** Materials provided **
------------------------

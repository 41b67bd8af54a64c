// ABOUTME: Composition schema constants shared by the step tree parser
// ABOUTME: Names the repeat dispatch kind, depth bound, and nested error-index stride
//
// SPDX-License-Identifier: MIT OR Apache-2.0
// Copyright (c) 2025 Workoutkit Bridge Project

//! Composition schema constants

/// Wire `kind` value that opens a repeat group
pub const KIND_REPEAT: &str = "repeat";

/// Maximum nesting depth at which a repeat group is still recognized.
/// A repeat inside a repeat's sequence is rejected, so the parser's
/// recursion depth is bounded at two levels.
pub const MAX_REPEAT_DEPTH: usize = 1;

/// Stride for composite error-index labels of steps nested inside a
/// repeat sequence: element `j` under outer step `i` is labeled
/// `i * REPEAT_INDEX_STRIDE + j`. Cosmetic, error messages only; labels
/// can collide for sequences longer than the stride and are never used
/// as identifiers.
pub const REPEAT_INDEX_STRIDE: usize = 1000;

------------------------

** Task brief **
Above are the entries. Output exactly the lines beginning with the line that has "nested error-index stride" and ending with the line that has "messages only; labels".

** Worked solution **
// ABOUTME: Names the repeat dispatch kind, depth bound, and nested error-index stride
//
// SPDX-License-Identifier: MIT OR Apache-2.0
// Copyright (c) 2025 Workoutkit Bridge Project

//! Composition schema constants

/// Wire `kind` value that opens a repeat group
pub const KIND_REPEAT: &str = "repeat";

/// Maximum nesting depth at which a repeat group is still recognized.
/// A repeat inside a repeat's sequence is rejected, so the parser's
/// recursion depth is bounded at two levels.
pub const MAX_REPEAT_DEPTH: usize = 1;

/// Stride for composite error-index labels of steps nested inside a
/// repeat sequence: element `j` under outer step `i` is labeled
/// `i * REPEAT_INDEX_STRIDE + j`. Cosmetic, error messages only; labels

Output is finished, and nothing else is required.